**Stored data entries:**
::::::
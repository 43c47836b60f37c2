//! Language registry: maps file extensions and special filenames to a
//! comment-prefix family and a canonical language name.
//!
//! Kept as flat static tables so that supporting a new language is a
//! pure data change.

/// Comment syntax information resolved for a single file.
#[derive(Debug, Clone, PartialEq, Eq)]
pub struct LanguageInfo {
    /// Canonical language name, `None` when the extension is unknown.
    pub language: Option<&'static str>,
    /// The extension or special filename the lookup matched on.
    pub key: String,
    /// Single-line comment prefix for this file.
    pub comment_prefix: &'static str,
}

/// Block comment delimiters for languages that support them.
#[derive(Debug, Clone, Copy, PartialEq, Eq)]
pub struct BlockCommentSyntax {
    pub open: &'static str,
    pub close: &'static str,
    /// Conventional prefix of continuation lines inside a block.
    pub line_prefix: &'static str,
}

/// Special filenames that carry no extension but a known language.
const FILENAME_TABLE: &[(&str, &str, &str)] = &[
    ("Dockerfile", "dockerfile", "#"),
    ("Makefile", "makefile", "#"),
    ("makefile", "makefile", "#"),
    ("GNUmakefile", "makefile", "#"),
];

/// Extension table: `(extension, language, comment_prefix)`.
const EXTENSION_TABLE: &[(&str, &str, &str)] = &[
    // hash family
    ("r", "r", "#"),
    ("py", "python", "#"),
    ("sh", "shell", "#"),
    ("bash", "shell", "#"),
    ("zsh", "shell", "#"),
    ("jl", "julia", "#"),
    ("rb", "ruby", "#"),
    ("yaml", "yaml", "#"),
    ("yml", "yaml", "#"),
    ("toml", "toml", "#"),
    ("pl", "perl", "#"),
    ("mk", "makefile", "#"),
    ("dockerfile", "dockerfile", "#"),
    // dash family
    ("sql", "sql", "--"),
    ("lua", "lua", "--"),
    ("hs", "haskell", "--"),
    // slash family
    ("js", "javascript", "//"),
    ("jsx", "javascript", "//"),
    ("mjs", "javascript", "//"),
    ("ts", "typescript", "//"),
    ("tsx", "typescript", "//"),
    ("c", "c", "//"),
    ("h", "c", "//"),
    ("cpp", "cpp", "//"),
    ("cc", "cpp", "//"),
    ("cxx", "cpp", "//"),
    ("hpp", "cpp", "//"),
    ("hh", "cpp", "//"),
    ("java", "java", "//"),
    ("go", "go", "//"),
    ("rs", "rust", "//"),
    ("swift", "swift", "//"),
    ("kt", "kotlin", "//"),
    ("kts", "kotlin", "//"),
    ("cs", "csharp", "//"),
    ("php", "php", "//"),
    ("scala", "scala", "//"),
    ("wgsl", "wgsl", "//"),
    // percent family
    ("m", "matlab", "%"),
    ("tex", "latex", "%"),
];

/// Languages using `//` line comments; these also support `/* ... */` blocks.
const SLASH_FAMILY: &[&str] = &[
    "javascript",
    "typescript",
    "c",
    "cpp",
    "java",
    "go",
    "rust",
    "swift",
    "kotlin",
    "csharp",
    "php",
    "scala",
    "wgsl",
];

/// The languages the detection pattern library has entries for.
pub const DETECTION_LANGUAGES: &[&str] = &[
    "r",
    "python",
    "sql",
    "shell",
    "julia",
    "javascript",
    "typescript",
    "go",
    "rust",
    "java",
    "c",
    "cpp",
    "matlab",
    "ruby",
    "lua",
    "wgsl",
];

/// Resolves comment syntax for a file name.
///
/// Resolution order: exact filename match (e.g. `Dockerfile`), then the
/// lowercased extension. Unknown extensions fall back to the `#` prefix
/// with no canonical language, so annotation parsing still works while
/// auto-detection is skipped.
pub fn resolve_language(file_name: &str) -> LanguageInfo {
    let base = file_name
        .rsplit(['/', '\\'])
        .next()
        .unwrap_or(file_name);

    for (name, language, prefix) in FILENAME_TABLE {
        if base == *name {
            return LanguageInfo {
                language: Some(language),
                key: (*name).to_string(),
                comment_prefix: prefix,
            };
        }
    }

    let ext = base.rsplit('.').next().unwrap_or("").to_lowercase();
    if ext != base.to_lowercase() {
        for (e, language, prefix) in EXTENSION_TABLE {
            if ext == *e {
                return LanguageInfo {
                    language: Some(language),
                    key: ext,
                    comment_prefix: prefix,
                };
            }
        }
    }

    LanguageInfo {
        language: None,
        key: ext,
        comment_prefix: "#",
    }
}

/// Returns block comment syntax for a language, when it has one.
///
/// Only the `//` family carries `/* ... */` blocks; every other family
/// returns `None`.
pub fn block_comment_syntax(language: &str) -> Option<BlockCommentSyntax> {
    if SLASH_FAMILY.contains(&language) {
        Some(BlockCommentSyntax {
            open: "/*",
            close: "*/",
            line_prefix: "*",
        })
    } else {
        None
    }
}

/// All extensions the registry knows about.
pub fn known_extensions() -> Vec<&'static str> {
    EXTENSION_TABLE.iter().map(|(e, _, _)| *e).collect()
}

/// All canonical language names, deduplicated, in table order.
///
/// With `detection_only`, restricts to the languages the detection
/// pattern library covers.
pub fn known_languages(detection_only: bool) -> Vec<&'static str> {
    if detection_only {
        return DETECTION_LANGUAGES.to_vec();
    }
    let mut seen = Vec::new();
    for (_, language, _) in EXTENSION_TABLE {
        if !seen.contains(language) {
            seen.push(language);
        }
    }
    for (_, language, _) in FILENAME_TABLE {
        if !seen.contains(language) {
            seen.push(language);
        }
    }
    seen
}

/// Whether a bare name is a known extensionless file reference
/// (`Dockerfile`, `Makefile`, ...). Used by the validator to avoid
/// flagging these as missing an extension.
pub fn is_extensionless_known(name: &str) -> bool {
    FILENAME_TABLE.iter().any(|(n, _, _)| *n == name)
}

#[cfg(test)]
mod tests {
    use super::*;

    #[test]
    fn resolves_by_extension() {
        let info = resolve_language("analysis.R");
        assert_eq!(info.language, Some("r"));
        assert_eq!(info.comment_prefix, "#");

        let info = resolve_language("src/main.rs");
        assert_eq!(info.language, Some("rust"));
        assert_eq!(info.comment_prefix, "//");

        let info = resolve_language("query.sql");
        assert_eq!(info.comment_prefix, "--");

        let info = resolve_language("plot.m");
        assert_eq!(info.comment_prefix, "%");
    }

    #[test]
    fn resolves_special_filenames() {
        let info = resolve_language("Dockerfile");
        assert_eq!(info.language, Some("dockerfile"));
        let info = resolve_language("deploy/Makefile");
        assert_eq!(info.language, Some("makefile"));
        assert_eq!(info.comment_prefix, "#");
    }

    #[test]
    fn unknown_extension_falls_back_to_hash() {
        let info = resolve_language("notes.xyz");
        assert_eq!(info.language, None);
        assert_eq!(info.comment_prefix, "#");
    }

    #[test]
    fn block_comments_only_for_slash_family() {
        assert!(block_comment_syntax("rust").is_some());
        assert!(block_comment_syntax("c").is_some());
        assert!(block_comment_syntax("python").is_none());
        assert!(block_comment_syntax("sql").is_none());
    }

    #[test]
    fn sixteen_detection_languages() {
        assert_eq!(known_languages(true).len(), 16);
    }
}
::::::
**Task to complete:** Write the entries again, exactly as they stand.

**Exercise solution:**
repository 43c47836b60f37c2
//! Language registry: maps file extensions and special filenames to a
//! comment-prefix family and a canonical language name.
//!
//! Kept as flat static tables so that supporting a new language is a
//! pure data change.

/// Comment syntax information resolved for a single file.
#[derive(Debug, Clone, PartialEq, Eq)]
pub struct LanguageInfo {
    /// Canonical language name, `None` when the extension is unknown.
    pub language: Option<&'static str>,
    /// The extension or special filename the lookup matched on.
    pub key: String,
    /// Single-line comment prefix for this file.
    pub comment_prefix: &'static str,
}

/// Block comment delimiters for languages that support them.
#[derive(Debug, Clone, Copy, PartialEq, Eq)]
pub struct BlockCommentSyntax {
    pub open: &'static str,
    pub close: &'static str,
    /// Conventional prefix of continuation lines inside a block.
    pub line_prefix: &'static str,
}

/// Special filenames that carry no extension but a known language.
const FILENAME_TABLE: &[(&str, &str, &str)] = &[
    ("Dockerfile", "dockerfile", "#"),
    ("Makefile", "makefile", "#"),
    ("makefile", "makefile", "#"),
    ("GNUmakefile", "makefile", "#"),
];

/// Extension table: `(extension, language, comment_prefix)`.
const EXTENSION_TABLE: &[(&str, &str, &str)] = &[
    // hash family
    ("r", "r", "#"),
    ("py", "python", "#"),
    ("sh", "shell", "#"),
    ("bash", "shell", "#"),
    ("zsh", "shell", "#"),
    ("jl", "julia", "#"),
    ("rb", "ruby", "#"),
    ("yaml", "yaml", "#"),
    ("yml", "yaml", "#"),
    ("toml", "toml", "#"),
    ("pl", "perl", "#"),
    ("mk", "makefile", "#"),
    ("dockerfile", "dockerfile", "#"),
    // dash family
    ("sql", "sql", "--"),
    ("lua", "lua", "--"),
    ("hs", "haskell", "--"),
    // slash family
    ("js", "javascript", "//"),
    ("jsx", "javascript", "//"),
    ("mjs", "javascript", "//"),
    ("ts", "typescript", "//"),
    ("tsx", "typescript", "//"),
    ("c", "c", "//"),
    ("h", "c", "//"),
    ("cpp", "cpp", "//"),
    ("cc", "cpp", "//"),
    ("cxx", "cpp", "//"),
    ("hpp", "cpp", "//"),
    ("hh", "cpp", "//"),
    ("java", "java", "//"),
    ("go", "go", "//"),
    ("rs", "rust", "//"),
    ("swift", "swift", "//"),
    ("kt", "kotlin", "//"),
    ("kts", "kotlin", "//"),
    ("cs", "csharp", "//"),
    ("php", "php", "//"),
    ("scala", "scala", "//"),
    ("wgsl", "wgsl", "//"),
    // percent family
    ("m", "matlab", "%"),
    ("tex", "latex", "%"),
];

/// Languages using `//` line comments; these also support `/* ... */` blocks.
const SLASH_FAMILY: &[&str] = &[
    "javascript",
    "typescript",
    "c",
    "cpp",
    "java",
    "go",
    "rust",
    "swift",
    "kotlin",
    "csharp",
    "php",
    "scala",
    "wgsl",
];

/// The languages the detection pattern library has entries for.
pub const DETECTION_LANGUAGES: &[&str] = &[
    "r",
    "python",
    "sql",
    "shell",
    "julia",
    "javascript",
    "typescript",
    "go",
    "rust",
    "java",
    "c",
    "cpp",
    "matlab",
    "ruby",
    "lua",
    "wgsl",
];

/// Resolves comment syntax for a file name.
///
/// Resolution order: exact filename match (e.g. `Dockerfile`), then the
/// lowercased extension. Unknown extensions fall back to the `#` prefix
/// with no canonical language, so annotation parsing still works while
/// auto-detection is skipped.
pub fn resolve_language(file_name: &str) -> LanguageInfo {
    let base = file_name
        .rsplit(['/', '\\'])
        .next()
        .unwrap_or(file_name);

    for (name, language, prefix) in FILENAME_TABLE {
        if base == *name {
            return LanguageInfo {
                language: Some(language),
                key: (*name).to_string(),
                comment_prefix: prefix,
            };
        }
    }

    let ext = base.rsplit('.').next().unwrap_or("").to_lowercase();
    if ext != base.to_lowercase() {
        for (e, language, prefix) in EXTENSION_TABLE {
            if ext == *e {
                return LanguageInfo {
                    language: Some(language),
                    key: ext,
                    comment_prefix: prefix,
                };
            }
        }
    }

    LanguageInfo {
        language: None,
        key: ext,
        comment_prefix: "#",
    }
}

/// Returns block comment syntax for a language, when it has one.
///
/// Only the `//` family carries `/* ... */` blocks; every other family
/// returns `None`.
pub fn block_comment_syntax(language: &str) -> Option<BlockCommentSyntax> {
    if SLASH_FAMILY.contains(&language) {
        Some(BlockCommentSyntax {
            open: "/*",
            close: "*/",
            line_prefix: "*",
        })
    } else {
        None
    }
}

/// All extensions the registry knows about.
pub fn known_extensions() -> Vec<&'static str> {
    EXTENSION_TABLE.iter().map(|(e, _, _)| *e).collect()
}

/// All canonical language names, deduplicated, in table order.
///
/// With `detection_only`, restricts to the languages the detection
/// pattern library covers.
pub fn known_languages(detection_only: bool) -> Vec<&'static str> {
    if detection_only {
        return DETECTION_LANGUAGES.to_vec();
    }
    let mut seen = Vec::new();
    for (_, language, _) in EXTENSION_TABLE {
        if !seen.contains(language) {
            seen.push(language);
        }
    }
    for (_, language, _) in FILENAME_TABLE {
        if !seen.contains(language) {
            seen.push(language);
        }
    }
    seen
}

/// Whether a bare name is a known extensionless file reference
/// (`Dockerfile`, `Makefile`, ...). Used by the validator to avoid
/// flagging these as missing an extension.
pub fn is_extensionless_known(name: &str) -> bool {
    FILENAME_TABLE.iter().any(|(n, _, _)| *n == name)
}

#[cfg(test)]
mod tests {
    use super::*;

    #[test]
    fn resolves_by_extension() {
        let info = resolve_language("analysis.R");
        assert_eq!(info.language, Some("r"));
        assert_eq!(info.comment_prefix, "#");

        let info = resolve_language("src/main.rs");
        assert_eq!(info.language, Some("rust"));
        assert_eq!(info.comment_prefix, "//");

        let info = resolve_language("query.sql");
        assert_eq!(info.comment_prefix, "--");

        let info = resolve_language("plot.m");
        assert_eq!(info.comment_prefix, "%");
    }

    #[test]
    fn resolves_special_filenames() {
        let info = resolve_language("Dockerfile");
        assert_eq!(info.language, Some("dockerfile"));
        let info = resolve_language("deploy/Makefile");
        assert_eq!(info.language, Some("makefile"));
        assert_eq!(info.comment_prefix, "#");
    }

    #[test]
    fn unknown_extension_falls_back_to_hash() {
        let info = resolve_language("notes.xyz");
        assert_eq!(info.language, None);
        assert_eq!(info.comment_prefix, "#");
    }

    #[test]
    fn block_comments_only_for_slash_family() {
        assert!(block_comment_syntax("rust").is_some());
        assert!(block_comment_syntax("c").is_some());
        assert!(block_comment_syntax("python").is_none());
        assert!(block_comment_syntax("sql").is_none());
    }

    #[test]
    fn sixteen_detection_languages() {
        assert_eq!(known_languages(true).len(), 16);
    }
}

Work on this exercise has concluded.